**The problem**
From the data below, set down exactly the lines between the one holding "size in bytes." and the one holding "pub const FRAME_WINDOW_UPDATE: u8 = 0x8;", inclusive, and no others.

**Listed entries**
//! Flow control window tracking (RFC 7540 Section 6.9).

use crate::error::Error;

/// Default initial window size (RFC 7540 Section 6.9.2).
pub const DEFAULT_WINDOW_SIZE: i64 = 65535;

/// Largest representable window: 2^31 - 1.
pub const MAX_WINDOW_SIZE: i64 = 0x7fff_ffff;

/// Tracks a send or receive flow control window.
///
/// The window is signed: DATA accounting at flush time may drive a stream's
/// send window to zero or below, which marks the stream exhausted rather
/// than failing.
#[derive(Debug, Clone)]
pub struct FlowControl {
    window: i64,
}

impl FlowControl {
    pub fn new(initial: i64) -> Self {
        Self { window: initial }
    }

    /// Current window size (may be negative).
    pub fn window(&self) -> i64 {
        self.window
    }

    /// Consume `amount` bytes from the window.
    /// Returns an error if the window would go below zero.
    pub fn consume(&mut self, amount: u32) -> Result<(), Error> {
        let new = self.window - i64::from(amount);
        if new < 0 {
            return Err(Error::FlowControlOverflow);
        }
        self.window = new;
        Ok(())
    }

    /// Subtract `amount` unconditionally and return the resulting window.
    ///
    /// Used by DATA-frame accounting during a flush: the frame being charged
    /// is still sent, and a non-positive result exhausts the stream.
    pub fn debit(&mut self, amount: i64) -> i64 {
        self.window -= amount;
        self.window
    }

    /// Add `increment` to the window (from WINDOW_UPDATE).
    /// Returns an error if the window would exceed 2^31 - 1.
    pub fn increase(&mut self, increment: u32) -> Result<(), Error> {
        let new = self.window + i64::from(increment);
        if new > MAX_WINDOW_SIZE {
            return Err(Error::FlowControlOverflow);
        }
        self.window = new;
        Ok(())
    }

    /// Adjust the window after a SETTINGS change to INITIAL_WINDOW_SIZE.
    /// `delta` is (new_initial - old_initial), which can be negative.
    pub fn adjust(&mut self, delta: i64) -> Result<(), Error> {
        let new = self.window + delta;
        if new > MAX_WINDOW_SIZE {
            return Err(Error::FlowControlOverflow);
        }
        self.window = new;
        Ok(())
    }

    /// Raise the window to the maximum representable value, returning the
    /// increment applied. Used for the connection-level receive window after
    /// the handshake.
    pub fn raise_to_max(&mut self) -> u32 {
        let increment = MAX_WINDOW_SIZE - self.window;
        self.window = MAX_WINDOW_SIZE;
        increment as u32
    }
}

impl Default for FlowControl {
    fn default() -> Self {
        Self::new(DEFAULT_WINDOW_SIZE)
    }
}

#[cfg(test)]
mod tests {
    use super::*;

    #[test]
    fn basic_consume_and_increase() {
        let mut fc = FlowControl::default();
        assert_eq!(fc.window(), 65535);
        fc.consume(1000).unwrap();
        assert_eq!(fc.window(), 64535);
        fc.increase(500).unwrap();
        assert_eq!(fc.window(), 65035);
    }

    #[test]
    fn consume_underflow() {
        let mut fc = FlowControl::new(100);
        assert!(fc.consume(101).is_err());
        assert_eq!(fc.window(), 100); // unchanged
    }

    #[test]
    fn debit_goes_negative() {
        let mut fc = FlowControl::new(100);
        assert_eq!(fc.debit(150), -50);
        assert_eq!(fc.window(), -50);
    }

    #[test]
    fn increase_overflow() {
        let mut fc = FlowControl::new(MAX_WINDOW_SIZE);
        assert!(fc.increase(1).is_err());
    }

    #[test]
    fn adjust_negative() {
        let mut fc = FlowControl::new(65535);
        fc.adjust(-100).unwrap();
        assert_eq!(fc.window(), 65435);
    }

    #[test]
    fn raise_to_max_returns_increment() {
        let mut fc = FlowControl::default();
        let inc = fc.raise_to_max();
        assert_eq!(i64::from(inc), MAX_WINDOW_SIZE - DEFAULT_WINDOW_SIZE);
        assert_eq!(fc.window(), MAX_WINDOW_SIZE);
        // Second raise is a no-op.
        assert_eq!(fc.raise_to_max(), 0);
    }
}
//! HTTP/2 frame construction and encoding (RFC 7540 Section 4).
//!
//! HTTP/2 frames have a fixed 9-byte header:
//! ```text
//! +-----------------------------------------------+
//! |                 Length (24)                    |
//! +---------------+---------------+---------------+
//! |   Type (8)    |   Flags (8)   |
//! +-+-------------+---------------+------...------+
//! |R|                 Stream Identifier (31)       |
//! +-+---------------------------------------------+
//! |                   Frame Payload ...            |
//! +-----------------------------------------------+
//! ```
//!
//! This is the outbound half only: the connection core batches these frames
//! into a single transport write. Inbound frame decoding is the host's
//! responsibility.

use bytes::{BufMut, Bytes, BytesMut};

use crate::error::{Error, ErrorCode};
use crate::settings::{Settings, DEFAULT_MAX_FRAME_SIZE};

/// Frame header size in bytes.
pub const FRAME_HEADER_LEN: usize = 9;

// Frame type constants (RFC 7540 Section 6).
pub const FRAME_DATA: u8 = 0x0;
pub const FRAME_HEADERS: u8 = 0x1;
pub const FRAME_RST_STREAM: u8 = 0x3;
pub const FRAME_SETTINGS: u8 = 0x4;
pub const FRAME_GOAWAY: u8 = 0x7;
pub const FRAME_WINDOW_UPDATE: u8 = 0x8;

// Flag constants.
pub const FLAG_NONE: u8 = 0x0;
pub const FLAG_END_STREAM: u8 = 0x1;
pub const FLAG_ACK: u8 = 0x1;
pub const FLAG_END_HEADERS: u8 = 0x4;
pub const FLAG_PADDED: u8 = 0x8;
pub const FLAG_PRIORITY: u8 = 0x20;

/// A request or response header, name and value as raw bytes.
#[derive(Debug, Clone, PartialEq, Eq)]
pub struct HeaderField {
    pub name: Vec<u8>,
    pub value: Vec<u8>,
}

impl HeaderField {
    pub fn new(name: &[u8], value: &[u8]) -> Self {
        Self {
            name: name.to_vec(),
            value: value.to_vec(),
        }
    }
}

/// Stream priority information (dependency and weight).
#[derive(Debug, Clone, Copy)]
pub struct Priority {
    pub exclusive: bool,
    pub dependency: u32,
    pub weight: u8,
}

/// An outbound HTTP/2 frame awaiting transmission.
#[derive(Debug, Clone)]
pub enum Frame {
    /// DATA frame (type 0x0): carries request body bytes.
    Data {
        stream_id: u32,
        payload: Bytes,
        end_stream: bool,
    },
    /// HEADERS frame (type 0x1): encoded header block, always END_HEADERS.
    Headers {
        stream_id: u32,
        block: Vec<u8>,
        end_stream: bool,
        priority: Option<Priority>,
        pad: u8,
    },
    /// RST_STREAM frame (type 0x3): abnormal stream termination.
    RstStream {
        stream_id: u32,
        error_code: ErrorCode,
    },
    /// SETTINGS frame (type 0x4): advertised parameters, or an ACK.
    Settings { ack: bool, settings: Settings },
    /// GOAWAY frame (type 0x7): graceful shutdown.
    GoAway {
        last_stream_id: u32,
        error_code: ErrorCode,
        debug_data: Vec<u8>,
    },
    /// WINDOW_UPDATE frame (type 0x8): flow control credit.
    WindowUpdate { stream_id: u32, increment: u32 },
}

impl Frame {
    /// Build a SETTINGS frame advertising `settings`.
    pub fn settings(settings: Settings) -> Result<Frame, Error> {
        settings.validate()?;
        Ok(Frame::Settings {
            ack: false,
            settings,
        })
    }

    /// Build a SETTINGS ACK frame.
    pub fn settings_ack() -> Frame {
        Frame::Settings {
            ack: true,
            settings: Settings::default(),
        }
    }

    /// Build a WINDOW_UPDATE frame. The increment must be 1..=2^31-1.
    pub fn window_update(stream_id: u32, increment: u32) -> Result<Frame, Error> {
        if increment == 0 || increment > 0x7fff_ffff {
            return Err(Error::WindowIncrement);
        }
        Ok(Frame::WindowUpdate {
            stream_id,
            increment,
        })
    }

    /// Build a GOAWAY frame carrying the highest processed stream id.
    pub fn goaway(
        last_stream_id: u32,
        error_code: ErrorCode,
        debug_data: &[u8],
    ) -> Result<Frame, Error> {
        if 8 + debug_data.len() > DEFAULT_MAX_FRAME_SIZE as usize {
            return Err(Error::PayloadTooLarge);
        }
        Ok(Frame::GoAway {
            last_stream_id,
            error_code,
            debug_data: debug_data.to_vec(),
        })
    }

    /// Build a HEADERS frame from a header list.
    ///
    /// The block is emitted as literal never-indexed fields (RFC 7541
    /// Section 6.2.3): wire-valid HPACK that needs no dynamic table.
    pub fn headers(
        stream_id: u32,
        fields: &[HeaderField],
        end_stream: bool,
        priority: Option<Priority>,
        pad: u8,
    ) -> Result<Frame, Error> {
        let block = encode_header_block(fields);
        let payload_len = block.len()
            + if priority.is_some() { 5 } else { 0 }
            + if pad > 0 { 1 + pad as usize } else { 0 };
        if payload_len > DEFAULT_MAX_FRAME_SIZE as usize {
            return Err(Error::HeaderBlockTooLarge);
        }
        Ok(Frame::Headers {
            stream_id,
            block,
            end_stream,
            priority,
            pad,
        })
    }

    /// Build a DATA frame.
    pub fn data(stream_id: u32, payload: Bytes, end_stream: bool) -> Result<Frame, Error> {
        if payload.len() > DEFAULT_MAX_FRAME_SIZE as usize {
            return Err(Error::PayloadTooLarge);
        }
        Ok(Frame::Data {
            stream_id,
            payload,
            end_stream,
        })
    }

    /// Build a RST_STREAM frame.
    pub fn rst_stream(stream_id: u32, error_code: ErrorCode) -> Frame {
        Frame::RstStream {
            stream_id,
            error_code,
        }
    }

    /// The stream this frame belongs to; 0 for connection-level frames.
    pub fn stream_id(&self) -> u32 {
        match self {
            Frame::Data { stream_id, .. }
            | Frame::Headers { stream_id, .. }
            | Frame::RstStream { stream_id, .. }
            | Frame::WindowUpdate { stream_id, .. } => *stream_id,
            Frame::Settings { .. } | Frame::GoAway { .. } => 0,
        }
    }

    /// Wire frame type.
    pub fn frame_type(&self) -> u8 {
        match self {
            Frame::Data { .. } => FRAME_DATA,
            Frame::Headers { .. } => FRAME_HEADERS,
            Frame::RstStream { .. } => FRAME_RST_STREAM,
            Frame::Settings { .. } => FRAME_SETTINGS,
            Frame::GoAway { .. } => FRAME_GOAWAY,
            Frame::WindowUpdate { .. } => FRAME_WINDOW_UPDATE,
        }
    }

    /// Encoded payload length, excluding the 9-byte header.
    pub fn payload_len(&self) -> usize {
        match self {
            Frame::Data { payload, .. } => payload.len(),
            Frame::Headers {
                block,
                priority,
                pad,
                ..
            } => {
                block.len()
                    + if priority.is_some() { 5 } else { 0 }
                    + if *pad > 0 { 1 + *pad as usize } else { 0 }
            }
            Frame::RstStream { .. } | Frame::WindowUpdate { .. } => 4,
            Frame::Settings { ack, .. } => {
                if *ack {
                    0
                } else {
                    // Three fixed 6-byte (id, value) pairs.
                    18
                }
            }
            Frame::GoAway { debug_data, .. } => 8 + debug_data.len(),
        }
    }

    /// Encode this frame (header + payload) into `buf`.
    pub fn encode(&self, buf: &mut BytesMut) {
        match self {
            Frame::Data {
                stream_id,
                payload,
                end_stream,
            } => {
                let flags = if *end_stream { FLAG_END_STREAM } else { FLAG_NONE };
                encode_frame_header(buf, payload.len() as u32, FRAME_DATA, flags, *stream_id);
                buf.put_slice(payload);
            }
            Frame::Headers {
                stream_id,
                block,
                end_stream,
                priority,
                pad,
            } => {
                let mut flags = FLAG_END_HEADERS;
                if *end_stream {
                    flags |= FLAG_END_STREAM;
                }
                if priority.is_some() {
                    flags |= FLAG_PRIORITY;
                }
                if *pad > 0 {
                    flags |= FLAG_PADDED;
                }
                encode_frame_header(
                    buf,
                    self.payload_len() as u32,
                    FRAME_HEADERS,
                    flags,
                    *stream_id,
                );
                if *pad > 0 {
                    buf.put_u8(*pad);
                }
                if let Some(pri) = priority {
                    let dep = if pri.exclusive {
                        pri.dependency | 0x8000_0000
                    } else {
                        pri.dependency
                    };
                    buf.put_u32(dep);
                    buf.put_u8(pri.weight);
                }
                buf.put_slice(block);
                if *pad > 0 {
                    buf.put_bytes(0, *pad as usize);
                }
            }
            Frame::RstStream {
                stream_id,
                error_code,
            } => {
                encode_frame_header(buf, 4, FRAME_RST_STREAM, FLAG_NONE, *stream_id);
                buf.put_u32(*error_code as u32);
            }
            Frame::Settings { ack, settings } => {
                if *ack {
                    encode_frame_header(buf, 0, FRAME_SETTINGS, FLAG_ACK, 0);
                } else {
                    let payload = settings.encode_to_vec();
                    encode_frame_header(buf, payload.len() as u32, FRAME_SETTINGS, FLAG_NONE, 0);
                    buf.put_slice(&payload);
                }
            }
            Frame::GoAway {
                last_stream_id,
                error_code,
                debug_data,
            } => {
                encode_frame_header(
                    buf,
                    (8 + debug_data.len()) as u32,
                    FRAME_GOAWAY,
                    FLAG_NONE,
                    0,
                );
                buf.put_u32(*last_stream_id & 0x7fff_ffff);
                buf.put_u32(*error_code as u32);
                buf.put_slice(debug_data);
            }
            Frame::WindowUpdate {
                stream_id,
                increment,
            } => {
                encode_frame_header(buf, 4, FRAME_WINDOW_UPDATE, FLAG_NONE, *stream_id);
                buf.put_u32(*increment & 0x7fff_ffff);
            }
        }
    }
}

/// Encode a 9-byte frame header.
pub fn encode_frame_header(
    buf: &mut BytesMut,
    payload_len: u32,
    frame_type: u8,
    flags: u8,
    stream_id: u32,
) {
    buf.put_u8((payload_len >> 16) as u8);
    buf.put_u8((payload_len >> 8) as u8);
    buf.put_u8(payload_len as u8);
    buf.put_u8(frame_type);
    buf.put_u8(flags);
    buf.put_u32(stream_id & 0x7fff_ffff); // clear reserved bit
}

/// Decoded frame header.
#[derive(Debug)]
pub struct FrameHeader {
    pub length: u32,
    pub frame_type: u8,
    pub flags: u8,
    pub stream_id: u32,
}

/// Decode a 9-byte frame header from the start of `buf`.
/// Returns `None` if the buffer is too short.
pub fn decode_frame_header(buf: &[u8]) -> Option<FrameHeader> {
    if buf.len() < FRAME_HEADER_LEN {
        return None;
    }
    let length = (u32::from(buf[0]) << 16) | (u32::from(buf[1]) << 8) | u32::from(buf[2]);
    let frame_type = buf[3];
    let flags = buf[4];
    let stream_id = (u32::from(buf[5]) << 24)
        | (u32::from(buf[6]) << 16)
        | (u32::from(buf[7]) << 8)
        | u32::from(buf[8]);
    Some(FrameHeader {
        length,
        frame_type,
        flags,
        stream_id: stream_id & 0x7fff_ffff,
    })
}

/// Encode a header list as literal never-indexed fields
/// (RFC 7541 Section 6.2.3).
fn encode_header_block(fields: &[HeaderField]) -> Vec<u8> {
    let mut block = Vec::new();
    for field in fields {
        block.push(0x10);
        encode_integer(&mut block, field.name.len(), 7);
        block.extend_from_slice(&field.name);
        encode_integer(&mut block, field.value.len(), 7);
        block.extend_from_slice(&field.value);
    }
    block
}

/// HPACK prefix-integer encoding (RFC 7541 Section 5.1). The prefix bits of
/// the first byte are assumed already written as part of the opcode; callers
/// pass `prefix` as the number of value bits in that byte.
fn encode_integer(buf: &mut Vec<u8>, value: usize, prefix: u8) {
    let max_prefix = (1usize << prefix) - 1;
    if value < max_prefix {
        buf.push(value as u8);
        return;
    }
    buf.push(max_prefix as u8);
    let mut rest = value - max_prefix;
    while rest >= 128 {
        buf.push((rest % 128 + 128) as u8);
        rest /= 128;
    }
    buf.push(rest as u8);
}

**Your response**
/// Frame header size in bytes.
pub const FRAME_HEADER_LEN: usize = 9;

// Frame type constants (RFC 7540 Section 6).
pub const FRAME_DATA: u8 = 0x0;
pub const FRAME_HEADERS: u8 = 0x1;
pub const FRAME_RST_STREAM: u8 = 0x3;
pub const FRAME_SETTINGS: u8 = 0x4;
pub const FRAME_GOAWAY: u8 = 0x7;
pub const FRAME_WINDOW_UPDATE: u8 = 0x8;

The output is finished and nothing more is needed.